WHAT YOU HAVE TO DO
The answer must be every line of the data that holds the word "create".

[Saved entries]
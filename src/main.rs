use anyhow::Result;
use chat_packer::cli::Cli;
use clap::Parser;

fn main() -> Result<()> {
    tracing_subscriber::fmt()
        .with_env_filter(
            tracing_subscriber::EnvFilter::from_default_env()
                .add_directive("chat_packer=info".parse()?),
        )
        .init();

    let cli = Cli::parse();
    cli.run()
}
// ============================================================
// Layer 2 — PackUseCase
// ============================================================
// Runs a packing job end to end:
//
//   Step 1: Validate the configuration
//   Step 2: Save run_config.json          (Layer 6 - infra)
//   Step 3: Load the tokenizer            (Layer 6 - infra)
//   Step 4: Open this rank's record shard (Layer 4 - data)
//   Step 5: Build the window emitter      (Layer 4 - data)
//   Step 6: Pull N items, write them as JSONL, log metrics
//   Step 7: Save run_summary.json         (Layer 6 - infra)
//
// The emitter itself is infinite; num_items decides where
// this job stops.

use anyhow::{Context, Result};
use serde::{Deserialize, Serialize};
use std::path::{Path, PathBuf};

use crate::data::{
    chat_tokenizer::{ChatTemplate, ChatTokenizer},
    emitter::{EmitterConfig, EmitterStats, OverLengthPolicy, WindowEmitter},
    label_policy::LabelPolicy,
    position_policy::PositionPolicy,
    source::{JsonlRecordSource, ShardConfig},
    verifier::TemplateVerifier,
};
use crate::domain::error::PackingError;
use crate::infra::{
    manifest::ManifestStore,
    metrics::{MetricsLogger, PackingMetrics},
    tokenizer_store::TokenizerStore,
    window_writer::WindowWriter,
};

// ─── Pack Configuration ──────────────────────────────────────────────────────
// Every option of a packing run. Serialisable so the run can
// be recorded next to its output.
#[derive(Debug, Clone, PartialEq, Serialize, Deserialize)]
pub struct PackConfig {
    pub input:                     PathBuf,
    pub tokenizer:                 PathBuf,
    pub output_dir:                PathBuf,
    pub conversation_column:       String,
    pub sequence_length:           usize,
    pub train_on_completions_only: bool,
    pub remove_cross_attention:    bool,
    pub pack_samples:              bool,
    pub sp_ranks_size:             usize,
    pub dp_rank:                   usize,
    pub dp_ranks_size:             usize,
    pub seed:                      u64,
    pub over_length:               OverLengthPolicy,
    pub pad_token:                 Option<String>,
    pub verify:                    bool,
    pub num_items:                 u64,
    pub log_every:                 u64,
}

impl Default for PackConfig {
    fn default() -> Self {
        Self {
            input:                     PathBuf::from("data/conversations.jsonl"),
            tokenizer:                 PathBuf::from("tokenizer.json"),
            output_dir:                PathBuf::from("packed"),
            conversation_column:       "conversations".to_string(),
            sequence_length:           2048,
            train_on_completions_only: true,
            remove_cross_attention:    true,
            pack_samples:              true,
            sp_ranks_size:             1,
            dp_rank:                   0,
            dp_ranks_size:             1,
            seed:                      1234,
            over_length:               OverLengthPolicy::Skip,
            pad_token:                 None,
            verify:                    false,
            num_items:                 1000,
            log_every:                 100,
        }
    }
}

impl PackConfig {
    pub fn emitter_config(&self) -> EmitterConfig {
        EmitterConfig {
            sequence_length:     self.sequence_length,
            labels:              LabelPolicy::from_flag(self.train_on_completions_only),
            positions:           PositionPolicy::from_flag(self.remove_cross_attention),
            pack_samples:        self.pack_samples,
            sp_ranks_size:       self.sp_ranks_size,
            conversation_column: self.conversation_column.clone(),
            over_length:         self.over_length,
        }
    }

    pub fn shard_config(&self) -> ShardConfig {
        ShardConfig {
            dp_rank:       self.dp_rank,
            dp_ranks_size: self.dp_ranks_size,
            seed:          self.seed,
        }
    }

    pub fn validate(&self) -> Result<(), PackingError> {
        self.emitter_config().validate()?;
        self.shard_config().validate()?;
        if self.log_every == 0 {
            return Err(PackingError::InvalidConfig("log_every must be at least 1".into()));
        }
        Ok(())
    }
}

pub type ChatEmitter = WindowEmitter<JsonlRecordSource, ChatTokenizer>;

/// Wire tokenizer, shard and emitter together from a config.
pub fn build_emitter(cfg: &PackConfig) -> Result<ChatEmitter> {
    cfg.validate()?;

    let tokenizer = TokenizerStore::new(&cfg.tokenizer).load()?;
    let verifier_tokenizer = cfg.verify.then(|| tokenizer.clone());

    let chat = ChatTokenizer::new(tokenizer, ChatTemplate::default(), cfg.pad_token.as_deref())?;
    let source = JsonlRecordSource::open(&cfg.input, cfg.shard_config())?;

    let mut emitter = WindowEmitter::new(source, chat, cfg.emitter_config())?;
    if let Some(tok) = verifier_tokenizer {
        emitter = emitter.with_verifier(Box::new(TemplateVerifier::new(tok, ChatTemplate::default())));
    }
    Ok(emitter)
}

// ─── PackUseCase ──────────────────────────────────────────────────────────────
pub struct PackUseCase {
    config: PackConfig,
}

impl PackUseCase {
    pub fn new(config: PackConfig) -> Self {
        Self { config }
    }

    pub fn items_path(&self) -> PathBuf {
        items_path(&self.config.output_dir)
    }

    /// Execute the packing job and return the final statistics.
    pub fn execute(&self) -> Result<EmitterStats> {
        let cfg = &self.config;
        cfg.validate()?;

        // ── Record the run before doing any work ─────────────────────────────
        let manifest = ManifestStore::new(&cfg.output_dir)?;
        manifest.save_config(cfg)?;

        let mut emitter = build_emitter(cfg)?;
        let max_window_len = emitter.config().max_window_len();

        let mut writer  = WindowWriter::create(self.items_path())?;
        let metrics     = MetricsLogger::create(&cfg.output_dir)?;

        tracing::info!("Packing {} items into '{}'", cfg.num_items, cfg.output_dir.display());

        // ── Main loop ─────────────────────────────────────────────────────────
        for n in 1..=cfg.num_items {
            let item = emitter
                .next_item()
                .with_context(|| format!("Packing failed after {} items", n - 1))?;
            writer.write(&item)?;

            if n % cfg.log_every == 0 {
                let m = PackingMetrics::from_stats(emitter.stats(), max_window_len);
                metrics.log(&m)?;
                tracing::info!(
                    "{} items, fill {:.1}%, trainable {:.1}%, {} restarts",
                    n,
                    m.fill_ratio * 100.0,
                    m.trainable_fraction * 100.0,
                    m.restarts
                );
            }
        }

        writer.finish()?;
        let stats = emitter.stats().clone();
        manifest.save_summary(&stats)?;

        if stats.skipped_over_length > 0 {
            tracing::warn!(
                "{} samples were longer than the {}-token window and were skipped",
                stats.skipped_over_length,
                max_window_len
            );
        }
        Ok(stats)
    }
}

pub fn items_path(output_dir: &Path) -> PathBuf {
    output_dir.join("items.jsonl")
}

// ─── Tests ────────────────────────────────────────────────────────────────────
#[cfg(test)]
pub mod tests {
    use super::*;
    use crate::data::chat_tokenizer::fixtures;
    use crate::domain::window::TrainingItem;
    use serde_json::json;
    use std::io::Write;

    /// Writes a fixture tokenizer and `n` conversations into `dir`.
    pub fn workspace(dir: &Path, n: usize) -> PackConfig {
        let tokenizer = dir.join("tokenizer.json");
        std::fs::write(&tokenizer, fixtures::tokenizer_json()).unwrap();

        let input = dir.join("conversations.jsonl");
        let mut f = std::fs::File::create(&input).unwrap();
        for i in 0..n {
            let answer = if i % 2 == 0 { "a language" } else { "hello world hello" };
            let record = json!({
                "id": i,
                "conversations": [
                    { "from": "system", "value": "hi" },
                    { "from": "human", "value": "what is rust" },
                    { "from": "gpt", "value": answer },
                ]
            });
            writeln!(f, "{record}").unwrap();
        }

        PackConfig {
            input,
            tokenizer,
            output_dir: dir.join("out"),
            sequence_length: 48,
            num_items: 12,
            log_every: 5,
            ..PackConfig::default()
        }
    }

    #[test]
    fn test_pack_writes_items_metrics_and_manifest() {
        let dir = tempfile::tempdir().unwrap();
        let cfg = workspace(dir.path(), 7);
        let use_case = PackUseCase::new(cfg.clone());

        let stats = use_case.execute().unwrap();
        assert_eq!(stats.items_emitted, 12);
        assert!(stats.restarts > 0);

        let text = std::fs::read_to_string(use_case.items_path()).unwrap();
        let items: Vec<TrainingItem> = text.lines().map(|l| serde_json::from_str(l).unwrap()).collect();
        assert_eq!(items.len(), 12);
        for item in &items {
            let w = item.as_packed().unwrap();
            assert!(w.len() <= cfg.sequence_length + 1);
            w.validate().unwrap();
        }

        let csv = std::fs::read_to_string(cfg.output_dir.join("metrics.csv")).unwrap();
        // header + rows at 5 and 10 items
        assert_eq!(csv.lines().count(), 3);

        let manifest = ManifestStore::new(&cfg.output_dir).unwrap();
        assert_eq!(manifest.load_config().unwrap(), cfg);
        assert_eq!(manifest.load_summary().unwrap(), stats);
    }

    #[test]
    fn test_rerun_into_same_directory_replaces_outputs() {
        let dir = tempfile::tempdir().unwrap();
        let cfg = workspace(dir.path(), 7);
        let use_case = PackUseCase::new(cfg.clone());

        use_case.execute().unwrap();
        use_case.execute().unwrap();

        let items = std::fs::read_to_string(use_case.items_path()).unwrap();
        assert_eq!(items.lines().count(), 12);

        // one header and one row per 5 items of the second run only
        let csv = std::fs::read_to_string(cfg.output_dir.join("metrics.csv")).unwrap();
        let lines: Vec<&str> = csv.lines().collect();
        assert_eq!(lines.len(), 3);
        assert!(lines[0].starts_with("items,"));
        assert!(lines[1].starts_with("5,"));
        assert!(lines[2].starts_with("10,"));
    }

    #[test]
    fn test_pack_with_verification_and_no_packing() {
        let dir = tempfile::tempdir().unwrap();
        let cfg = PackConfig {
            pack_samples: false,
            sp_ranks_size: 2,
            verify: true,
            ..workspace(dir.path(), 3)
        };
        let use_case = PackUseCase::new(cfg);
        use_case.execute().unwrap();

        let text = std::fs::read_to_string(use_case.items_path()).unwrap();
        for line in text.lines() {
            let item: TrainingItem = serde_json::from_str(line).unwrap();
            let item = item.as_non_packed().unwrap();
            assert_eq!(item.len() % 4, 1);
        }
    }

    #[test]
    fn test_invalid_rank_rejected_before_any_output() {
        let dir = tempfile::tempdir().unwrap();
        let cfg = PackConfig { dp_rank: 3, dp_ranks_size: 2, ..workspace(dir.path(), 3) };
        assert!(PackUseCase::new(cfg.clone()).execute().is_err());
        assert!(!cfg.output_dir.exists());
    }

    #[test]
    fn test_emitter_config_mapping() {
        let cfg = PackConfig {
            train_on_completions_only: false,
            remove_cross_attention: false,
            ..PackConfig::default()
        };
        let em = cfg.emitter_config();
        assert_eq!(em.labels, LabelPolicy::Full);
        assert_eq!(em.positions, PositionPolicy::Continuous);
        assert_eq!(em.max_window_len(), 2049);
    }
}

EXERCISE RESPONSE
        let mut writer  = WindowWriter::create(self.items_path())?;
        let metrics     = MetricsLogger::create(&cfg.output_dir)?;
        let mut f = std::fs::File::create(&input).unwrap();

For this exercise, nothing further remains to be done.